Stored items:
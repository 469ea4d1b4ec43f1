//! The real line: oriented points, intervals and sets of intervals.

use bsp_region::bsp::CollectingVisitor;
use bsp_region::{
    BspTree, Hyperplane, Measure, Region, RegionError, Space, Split, SubHyperplane, Transform,
};

use crate::error::{GeometryError, GeometryResult};

/// The one-dimensional Euclidean space.
#[derive(Debug, Clone, Copy, Default)]
pub struct Euclidean1D;

/// A point of the line splitting it in two half-lines.
///
/// A direct point has its plus side towards increasing abscissas.
#[derive(Debug, Clone, Copy, PartialEq)]
pub struct OrientedPoint {
    location: f64,
    direct: bool,
    tolerance: f64,
}

impl OrientedPoint {
    /// Creates an oriented point.
    pub fn new(location: f64, direct: bool, tolerance: f64) -> Self {
        Self {
            location,
            direct,
            tolerance,
        }
    }

    /// Returns the abscissa of the point.
    #[inline]
    pub fn location(&self) -> f64 {
        self.location
    }

    /// Returns `true` if the plus side is towards increasing abscissas.
    #[inline]
    pub fn is_direct(&self) -> bool {
        self.direct
    }
}

impl Hyperplane for OrientedPoint {
    type Space = Euclidean1D;

    fn offset(&self, point: &f64) -> f64 {
        let delta = point - self.location;
        if self.direct { delta } else { -delta }
    }

    fn project(&self, _point: &f64) -> f64 {
        self.location
    }

    fn same_orientation_as(&self, other: &Self) -> bool {
        self.direct == other.direct
    }

    fn reversed(&self) -> Self {
        Self::new(self.location, !self.direct, self.tolerance)
    }

    fn whole_hyperplane(&self) -> SubOrientedPoint {
        SubOrientedPoint { hyperplane: *self }
    }

    fn tolerance(&self) -> f64 {
        self.tolerance
    }
}

/// The sub-hyperplane of an oriented point: the point itself.
#[derive(Debug, Clone, PartialEq)]
pub struct SubOrientedPoint {
    hyperplane: OrientedPoint,
}

impl SubHyperplane for SubOrientedPoint {
    type Space = Euclidean1D;

    fn hyperplane(&self) -> &OrientedPoint {
        &self.hyperplane
    }

    fn is_empty(&self) -> bool {
        false
    }

    fn size(&self) -> f64 {
        0.0
    }

    fn split(&self, hyperplane: &OrientedPoint) -> Split<Self> {
        let global = hyperplane.offset(&self.hyperplane.location);
        if global < -hyperplane.tolerance {
            Split::minus(self.clone())
        } else if global > hyperplane.tolerance {
            Split::plus(self.clone())
        } else {
            Split::hyper()
        }
    }

    fn reunite(&self, _other: &Self) -> Self {
        self.clone()
    }

    fn reversed(&self) -> Self {
        self.hyperplane.reversed().whole_hyperplane()
    }
}

/// A closed interval of the line; bounds may be infinite.
#[derive(Debug, Clone, Copy, PartialEq)]
pub struct Interval {
    lower: f64,
    upper: f64,
}

impl Interval {
    /// Creates an interval, rejecting `lower > upper`.
    pub fn new(lower: f64, upper: f64) -> GeometryResult<Self> {
        if !(lower <= upper) {
            return Err(RegionError::EndpointsNotAnInterval { lower, upper }.into());
        }
        Ok(Self { lower, upper })
    }

    /// Interval between two abscissas given in any order.
    pub fn between(a: f64, b: f64) -> Self {
        Self {
            lower: a.min(b),
            upper: a.max(b),
        }
    }

    /// The region covering this interval.
    pub fn to_set(&self, tolerance: f64) -> IntervalsSet {
        Region::from_tree_unchecked(interval_tree(self, tolerance), tolerance)
    }

    /// Returns the lower bound.
    #[inline]
    pub fn lower(&self) -> f64 {
        self.lower
    }

    /// Returns the upper bound.
    #[inline]
    pub fn upper(&self) -> f64 {
        self.upper
    }

    /// Returns the length of the interval.
    #[inline]
    pub fn size(&self) -> f64 {
        self.upper - self.lower
    }

    /// Returns the middle of the interval.
    #[inline]
    pub fn midpoint(&self) -> f64 {
        0.5 * (self.lower + self.upper)
    }
}

/// A region of the line.
pub type IntervalsSet = Region<Euclidean1D>;

/// Constructors and queries specific to regions of the line.
pub trait Intervals: Sized {
    /// The interval `[lower, upper]`. Infinite bounds give half-lines or the
    /// whole line.
    fn interval(lower: f64, upper: f64, tolerance: f64) -> GeometryResult<Self>;

    /// Decomposition into disjoint intervals, sorted by increasing bounds.
    fn intervals(&self) -> Vec<Interval>;

    /// Lowest point of the region, `+inf` when empty.
    fn inf(&self) -> f64;

    /// Highest point of the region, `-inf` when empty.
    fn sup(&self) -> f64;
}

impl Intervals for IntervalsSet {
    fn interval(lower: f64, upper: f64, tolerance: f64) -> GeometryResult<Self> {
        Ok(Interval::new(lower, upper)?.to_set(tolerance))
    }

    fn intervals(&self) -> Vec<Interval> {
        let tolerance = self.tolerance();
        let mut intervals = Vec::new();
        let mut open = inside_above(self.tree(), f64::NEG_INFINITY, tolerance).then_some(f64::NEG_INFINITY);
        for limit in sorted_limits(self.tree(), tolerance) {
            match (open, inside_above(self.tree(), limit, tolerance)) {
                (Some(start), false) => {
                    intervals.push(Interval { lower: start, upper: limit });
                    open = None;
                }
                (None, true) => open = Some(limit),
                _ => {}
            }
        }
        if let Some(start) = open {
            intervals.push(Interval {
                lower: start,
                upper: f64::INFINITY,
            });
        }
        intervals
    }

    fn inf(&self) -> f64 {
        self.intervals().first().map_or(f64::INFINITY, Interval::lower)
    }

    fn sup(&self) -> f64 {
        self.intervals().last().map_or(f64::NEG_INFINITY, Interval::upper)
    }
}

/// Tree of a single interval.
fn interval_tree(bounds: &Interval, tolerance: f64) -> BspTree<Euclidean1D> {
    let lower_cut = || OrientedPoint::new(bounds.lower, false, tolerance).whole_hyperplane();
    let upper_cut = || OrientedPoint::new(bounds.upper, true, tolerance).whole_hyperplane();
    match (bounds.lower == f64::NEG_INFINITY, bounds.upper == f64::INFINITY) {
        (true, true) => BspTree::Leaf(true),
        (true, false) => BspTree::node(upper_cut(), BspTree::Leaf(false), BspTree::Leaf(true)),
        (false, true) => BspTree::node(lower_cut(), BspTree::Leaf(false), BspTree::Leaf(true)),
        (false, false) => BspTree::node(
            lower_cut(),
            BspTree::Leaf(false),
            BspTree::node(upper_cut(), BspTree::Leaf(false), BspTree::Leaf(true)),
        ),
    }
}

/// Locations of all cuts, sorted, with values closer than `tolerance`
/// collapsed.
pub(crate) fn sorted_limits<S>(tree: &BspTree<S>, tolerance: f64) -> Vec<f64>
where
    S: Space,
    S::Hyperplane: Limit,
{
    let mut visitor = CollectingVisitor::new();
    tree.visit(&mut visitor);
    let mut limits: Vec<f64> = visitor
        .into_cuts()
        .iter()
        .map(|cut| cut.hyperplane().limit())
        .collect();
    limits.sort_by(f64::total_cmp);
    limits.dedup_by(|next, kept| (*next - *kept).abs() <= tolerance);
    limits
}

/// Inside flag of the cell lying just above `limit`.
///
/// The flag is read from the leaves by comparing cut locations, never by
/// classifying a sample point, so it holds for any magnitude and any
/// tolerance. Cuts within `tolerance` of `limit` count as lying below the
/// cell; `-inf` gives the cell below every cut, `+inf` the one above.
pub(crate) fn inside_above<S>(tree: &BspTree<S>, limit: f64, tolerance: f64) -> bool
where
    S: Space,
    S::Hyperplane: Limit,
{
    let mut current = tree;
    loop {
        match current {
            BspTree::Leaf(inside) => return *inside,
            BspTree::Node(node) => {
                let cut = node.hyperplane();
                let above_cut = cut.limit() <= limit + tolerance;
                current = if above_cut == cut.increasing() { node.plus() } else { node.minus() };
            }
        }
    }
}

/// Hyperplanes of one-dimensional spaces, located by a single coordinate.
pub(crate) trait Limit {
    fn limit(&self) -> f64;

    /// Whether the plus side lies towards increasing coordinates.
    fn increasing(&self) -> bool;
}

impl Limit for OrientedPoint {
    fn limit(&self) -> f64 {
        self.location
    }

    fn increasing(&self) -> bool {
        self.direct
    }
}

impl Space for Euclidean1D {
    type Point = f64;
    type Hyperplane = OrientedPoint;
    type Sub = SubOrientedPoint;

    const NAME: &'static str = "euclidean-1d";

    fn nan_point() -> f64 {
        f64::NAN
    }

    fn measure(region: &Region<Self>) -> Measure<Self> {
        let intervals = region.intervals();
        if intervals.is_empty() {
            return Measure::without_barycenter(0.0);
        }
        let mut size = 0.0;
        let mut moment = 0.0;
        for interval in &intervals {
            if interval.lower.is_infinite() || interval.upper.is_infinite() {
                return Measure::without_barycenter(f64::INFINITY);
            }
            size += interval.size();
            moment += interval.size() * interval.midpoint();
        }
        if size > 0.0 {
            Measure {
                size,
                barycenter: moment / size,
            }
        } else {
            Measure::without_barycenter(size)
        }
    }
}

/// The affine map `x -> scale * x + shift`.
#[derive(Debug, Clone, Copy, PartialEq)]
pub struct LinearMap1D {
    pub(crate) scale: f64,
    pub(crate) shift: f64,
}

impl LinearMap1D {
    /// Creates the map, rejecting a zero scale.
    pub fn new(scale: f64, shift: f64) -> GeometryResult<Self> {
        if scale == 0.0 || !scale.is_finite() {
            return Err(GeometryError::SingularTransform);
        }
        Ok(Self { scale, shift })
    }
}

impl Transform<Euclidean1D> for LinearMap1D {
    fn apply_point(&self, point: &f64) -> f64 {
        self.scale * point + self.shift
    }

    fn apply_hyperplane(&self, hyperplane: &OrientedPoint) -> OrientedPoint {
        OrientedPoint::new(
            self.apply_point(&hyperplane.location),
            hyperplane.direct == (self.scale > 0.0),
            hyperplane.tolerance,
        )
    }

    fn apply_sub(&self, sub: &SubOrientedPoint) -> SubOrientedPoint {
        self.apply_hyperplane(&sub.hyperplane).whole_hyperplane()
    }
}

_Task:_ The line above containing "let mut intervals = Vec::new();", the line containing "(true, true) =>", and every line between them are to be transcribed exactly; no other line is wanted.

_Written reply:_
        let mut intervals = Vec::new();
        let mut open = inside_above(self.tree(), f64::NEG_INFINITY, tolerance).then_some(f64::NEG_INFINITY);
        for limit in sorted_limits(self.tree(), tolerance) {
            match (open, inside_above(self.tree(), limit, tolerance)) {
                (Some(start), false) => {
                    intervals.push(Interval { lower: start, upper: limit });
                    open = None;
                }
                (None, true) => open = Some(limit),
                _ => {}
            }
        }
        if let Some(start) = open {
            intervals.push(Interval {
                lower: start,
                upper: f64::INFINITY,
            });
        }
        intervals
    }

    fn inf(&self) -> f64 {
        self.intervals().first().map_or(f64::INFINITY, Interval::lower)
    }

    fn sup(&self) -> f64 {
        self.intervals().last().map_or(f64::NEG_INFINITY, Interval::upper)
    }
}

/// Tree of a single interval.
fn interval_tree(bounds: &Interval, tolerance: f64) -> BspTree<Euclidean1D> {
    let lower_cut = || OrientedPoint::new(bounds.lower, false, tolerance).whole_hyperplane();
    let upper_cut = || OrientedPoint::new(bounds.upper, true, tolerance).whole_hyperplane();
    match (bounds.lower == f64::NEG_INFINITY, bounds.upper == f64::INFINITY) {
        (true, true) => BspTree::Leaf(true),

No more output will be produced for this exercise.